Il y a des paysages qui ne se contentent pas d'être beaux. Ils racontent. Les hauts plateaux de la Puna, les volcans qui crèvent le ciel à plus de 6 000 mètres, les gorges vertigineuses taillées dans des strates multicolores — tout cela est la conséquence d'un processus géologique titanesque, toujours en cours, dont les racines plongent à des centaines de kilomètres sous nos pieds.
Deux plaques, un destin commun
Tout commence dans les profondeurs de l'océan Pacifique. La plaque de Nazca — une dalle de croûte océanique dense et froide — dérive vers l'est à une vitesse d'environ 7 centimètres par an. En face d'elle, la plaque sud-américaine avance vers l'ouest. La collision est inévitable, mais elle n'est pas frontale : la croûte océanique, plus dense, plonge sous le continent dans un mouvement que les géologues appellent la subduction.
Ce plongement n'est pas silencieux. Il génère une friction colossale, libère des fluides qui abaissent le point de fusion des roches du manteau, et produit des magmas qui remontent vers la surface. C'est ce processus qui a allumé, il y a des dizaines de millions d'années, la chaîne volcanique des Andes — et qui continue de l'alimenter aujourd'hui.
Le plateau Altiplano-Puna — une genèse en trois actes
L'histoire du plateau Altiplano-Puna is celle d'une construction lente et violente, que les géologues ont pu reconstituer grâce aux données magmatiques, structurales et géophysiques accumulées ces dernières décennies.
Entre 26 et 11 millions d'années, la subduction se fait à faible angle — ce qu'on appelle une subduction somère. La plaque de Nazca s'enfonce peu profondément, provoquant un amincissement de la croûte continentale et un volcanisme bimodal caractéristique, avec des éruptions de compositions très différentes coexistant dans la même région.
Puis, entre 10 et 6 millions d'années, tout s'emballe. L'angle de subduction change, la lithosphère se délamine partiellement à la base de la croûte — un phénomène appelé délamination lithosphérique — et le manteau chaud remonte brusquement. Le plateau entre en ascension rapide. C'est durant cette phase que se produisent les éruptions les plus spectaculaires de l'histoire géologique andine : des ignimbrites géantes, ces coulées de cendres et de débris pyroclastiques incandescents, déversent plus de 8 000 km³ de matériel dacitique sur la Puna Norte. Des caldeiras s'effondrent, laissant des cicatrices de plusieurs kilomètres de diamètre encore visibles depuis le ciel.
Depuis 3 millions d'années jusqu'à aujourd'hui, le système se stabilise partiellement. L'activity volcanique diminue en intensité, mais ne s'éteint pas. La croûte, épaissie jusqu'à 80 kilomètres — soit presque le double d'une croûte continentale normale — continue de se déformer. Le volcan Uturuncu, dans la Puna bolivienne, présente aujourd'hui des signes de gonflement mesurables par satellite, indiquant la présence d'un vaste réservoir magmatique en profondeur.

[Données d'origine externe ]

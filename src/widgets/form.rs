/// Modal form overlay: a field-based editor drawn on top of the active view

use crossterm::event::{KeyCode, KeyEvent};
use ratatui::{
    layout::{Alignment, Rect},
    text::{Line, Span},
    widgets::{Block, Borders, Clear, Paragraph},
    Frame,
};

use crate::theme::Theme;

/// Declarative description of one form field.
#[derive(Debug, Clone, Copy)]
pub struct FieldSpec {
    pub name: &'static str,
    pub display: &'static str,
    pub max_len: usize,
    pub read_only: bool,
}

/// Completion result handed to the owning view. Side-effecting work (like
/// issuing a daemon request) happens only in the handler that receives this.
#[derive(Debug, Clone)]
pub struct FormOutcome {
    pub accepted: bool,
    pub values: Vec<(String, String)>,
}

/// Modal editor bound to an ordered field list. Read-only fields render as
/// display-only and are skipped by focus cycling.
#[derive(Debug)]
pub struct FormState {
    title: String,
    fields: Vec<FieldSpec>,
    values: Vec<String>,
    active: usize,
    error: Option<String>,
    closed: bool,
}

impl FormState {
    pub fn new(title: impl Into<String>, fields: &[FieldSpec], initial: &[&str]) -> Self {
        let values = fields
            .iter()
            .enumerate()
            .map(|(i, _)| initial.get(i).map(|s| s.to_string()).unwrap_or_default())
            .collect();
        let mut form = Self {
            title: title.into(),
            fields: fields.to_vec(),
            values,
            active: 0,
            error: None,
            closed: false,
        };
        form.switch_active(-1);
        form
    }

    pub fn is_closed(&self) -> bool {
        self.closed
    }

    pub fn active_field(&self) -> usize {
        self.active
    }

    pub fn value(&self, name: &str) -> Option<&str> {
        self.fields
            .iter()
            .position(|f| f.name == name)
            .map(|i| self.values[i].as_str())
    }

    /// Focus a field by index; -1 focuses the first editable field. A form
    /// with no editable field keeps focus on index 0 (display-only mode).
    pub fn switch_active(&mut self, index: isize) {
        if index < 0 {
            self.active = self
                .fields
                .iter()
                .position(|f| !f.read_only)
                .unwrap_or(0);
        } else {
            self.active = (index as usize).min(self.fields.len().saturating_sub(1));
        }
    }

    fn cycle_focus(&mut self, forward: bool) {
        let editable: Vec<usize> = self
            .fields
            .iter()
            .enumerate()
            .filter(|(_, f)| !f.read_only)
            .map(|(i, _)| i)
            .collect();
        if editable.is_empty() {
            return;
        }
        let pos = editable.iter().position(|&i| i == self.active).unwrap_or(0);
        let next = if forward {
            (pos + 1) % editable.len()
        } else {
            (pos + editable.len() - 1) % editable.len()
        };
        self.active = editable[next];
    }

    fn validate(&self) -> Result<(), String> {
        for (field, value) in self.fields.iter().zip(&self.values) {
            if !field.read_only && value.chars().count() > field.max_len {
                return Err(format!(
                    "{} exceeds {} characters",
                    field.display, field.max_len
                ));
            }
        }
        Ok(())
    }

    fn outcome(&self, accepted: bool) -> FormOutcome {
        FormOutcome {
            accepted,
            values: self
                .fields
                .iter()
                .zip(&self.values)
                .map(|(f, v)| (f.name.to_string(), v.clone()))
                .collect(),
        }
    }

    /// Feed a key event into the form. Returns a completion outcome on
    /// confirm or cancel; an invalid confirm reports `accepted = false` and
    /// keeps the overlay open for correction.
    pub fn handle_key(&mut self, key: KeyEvent) -> Option<FormOutcome> {
        match key.code {
            KeyCode::Esc => {
                self.closed = true;
                Some(self.outcome(false))
            }
            KeyCode::Enter => match self.validate() {
                Ok(()) => {
                    self.closed = true;
                    Some(self.outcome(true))
                }
                Err(msg) => {
                    self.error = Some(msg);
                    Some(self.outcome(false))
                }
            },
            KeyCode::Tab | KeyCode::Down => {
                self.cycle_focus(true);
                None
            }
            KeyCode::BackTab | KeyCode::Up => {
                self.cycle_focus(false);
                None
            }
            KeyCode::Backspace => {
                if !self.fields[self.active].read_only {
                    self.values[self.active].pop();
                    self.error = None;
                }
                None
            }
            KeyCode::Char(c) => {
                if !self.fields[self.active].read_only {
                    self.values[self.active].push(c);
                    self.error = None;
                }
                None
            }
            _ => None,
        }
    }

    /// Draw the overlay centered in `area`.
    pub fn render(&self, frame: &mut Frame, area: Rect, theme: &Theme) {
        let width = 60.min(area.width.saturating_sub(4));
        let height = (self.fields.len() as u16 + 4).min(area.height.saturating_sub(2));
        let modal = Rect {
            x: area.x + (area.width.saturating_sub(width)) / 2,
            y: area.y + (area.height.saturating_sub(height)) / 2,
            width,
            height,
        };

        frame.render_widget(Clear, modal);
        let block = Block::default()
            .borders(Borders::ALL)
            .border_style(theme.highlight)
            .title(format!(" {} ", self.title))
            .title_alignment(Alignment::Center)
            .style(theme.normal);
        let inner = block.inner(modal);
        frame.render_widget(block, modal);

        let mut lines = Vec::with_capacity(self.fields.len() + 2);
        for (i, (field, value)) in self.fields.iter().zip(&self.values).enumerate() {
            let label = format!("{}: ", field.display);
            let value_style = if i == self.active && !field.read_only {
                theme.grid_selected
            } else {
                theme.normal
            };
            lines.push(Line::from(vec![
                Span::styled(label, theme.bold),
                Span::styled(value.clone(), value_style),
            ]));
        }
        lines.push(Line::from(""));
        if let Some(ref msg) = self.error {
            lines.push(Line::from(Span::styled(msg.clone(), theme.error)));
        } else {
            lines.push(Line::from(Span::styled(
                "Enter confirm  Esc cancel  Tab next field",
                theme.highlight,
            )));
        }

        frame.render_widget(Paragraph::new(lines), inner);
    }
}

#[cfg(test)]
mod tests {
    use super::*;
    use crossterm::event::KeyModifiers;

    const REQUEST: &[FieldSpec] = &[FieldSpec {
        name: "address_type",
        display: "Address type",
        max_len: 6,
        read_only: false,
    }];

    const RESPONSE: &[FieldSpec] = &[
        FieldSpec {
            name: "address_type",
            display: "Address type",
            max_len: 6,
            read_only: true,
        },
        FieldSpec {
            name: "address",
            display: "Address",
            max_len: 50,
            read_only: true,
        },
    ];

    fn key(code: KeyCode) -> KeyEvent {
        KeyEvent::new(code, KeyModifiers::NONE)
    }

    #[test]
    fn valid_confirm_carries_entered_values() {
        let mut form = FormState::new("New address", REQUEST, &["np2wkh"]);
        let outcome = form.handle_key(key(KeyCode::Enter)).unwrap();
        assert!(outcome.accepted);
        assert_eq!(
            outcome.values,
            vec![("address_type".to_string(), "np2wkh".to_string())]
        );
        assert!(form.is_closed());
    }

    #[test]
    fn invalid_confirm_keeps_overlay_open() {
        let mut form = FormState::new("New address", REQUEST, &["np2wkh"]);
        for c in "extra".chars() {
            form.handle_key(key(KeyCode::Char(c)));
        }
        let outcome = form.handle_key(key(KeyCode::Enter)).unwrap();
        assert!(!outcome.accepted);
        assert!(!form.is_closed());
        assert!(form.error.is_some());

        // Correct the field and confirm again.
        for _ in 0..5 {
            form.handle_key(key(KeyCode::Backspace));
        }
        let outcome = form.handle_key(key(KeyCode::Enter)).unwrap();
        assert!(outcome.accepted);
        assert!(form.is_closed());
    }

    #[test]
    fn cancel_reports_unaccepted_and_closes() {
        let mut form = FormState::new("New address", REQUEST, &["np2wkh"]);
        form.handle_key(key(KeyCode::Char('x')));
        let outcome = form.handle_key(key(KeyCode::Esc)).unwrap();
        assert!(!outcome.accepted);
        assert!(form.is_closed());
    }

    #[test]
    fn read_only_fields_reject_edits() {
        let mut form = FormState::new("New address", RESPONSE, &["np2wkh", "bc1qxyz"]);
        form.handle_key(key(KeyCode::Char('z')));
        form.handle_key(key(KeyCode::Backspace));
        assert_eq!(form.value("address_type"), Some("np2wkh"));
        assert_eq!(form.value("address"), Some("bc1qxyz"));
    }

    #[test]
    fn focus_starts_on_first_editable_field() {
        let mixed = [
            FieldSpec {
                name: "a",
                display: "A",
                max_len: 4,
                read_only: true,
            },
            FieldSpec {
                name: "b",
                display: "B",
                max_len: 4,
                read_only: false,
            },
        ];
        let form = FormState::new("Mixed", &mixed, &["x", "y"]);
        assert_eq!(form.active_field(), 1);
    }

    #[test]
    fn focus_cycles_over_editable_fields_only() {
        let mixed = [
            FieldSpec {
                name: "a",
                display: "A",
                max_len: 4,
                read_only: false,
            },
            FieldSpec {
                name: "b",
                display: "B",
                max_len: 4,
                read_only: true,
            },
            FieldSpec {
                name: "c",
                display: "C",
                max_len: 4,
                read_only: false,
            },
        ];
        let mut form = FormState::new("Mixed", &mixed, &[]);
        assert_eq!(form.active_field(), 0);
        form.handle_key(key(KeyCode::Tab));
        assert_eq!(form.active_field(), 2);
        form.handle_key(key(KeyCode::Tab));
        assert_eq!(form.active_field(), 0);
    }
}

Trois sous-régions, trois histoires
La Puna n'est pas un bloc uniforme. Les géologues y distinguent plusieurs sous-régions aux histoires distinctes. L'Altiplano Sud est dominé par un épaississement cortical interne, avec une érosion équilibrée par l'amincissement en profondeur. La Puna Norte — la plus spectaculaire — est le domaine du magmatisme extrême, avec son complexe volcanique AVCA aux caldeiras géantes. La Puna Sud, enfin, est marquée par la migration de l'arc volcanique, déplacé par l'évolution de la géométrie de subduction.
Un laboratoire géologique à ciel ouvert
Ce que ces paysages offrent au regard n'est pas seulement de la beauté — c'est de la lisibilité. Les falaises striées révèlent des séquences ignimbritiques superposées. Les cônes volcaniques alignés trahissent la direction de la subduction sous-jacente. Les sédiments lacustres des salars enregistrent les variations climatiques des derniers millénaires, elles-mêmes influencées par l'altitude croissante du plateau.
Comprendre la tectonique des Andes, c'est comprendre pourquoi ce coin du monde est ce qu'il est — minéralement riche, volcaniquement actif, géologiquement jeune. Une Terre encore en train de se faire.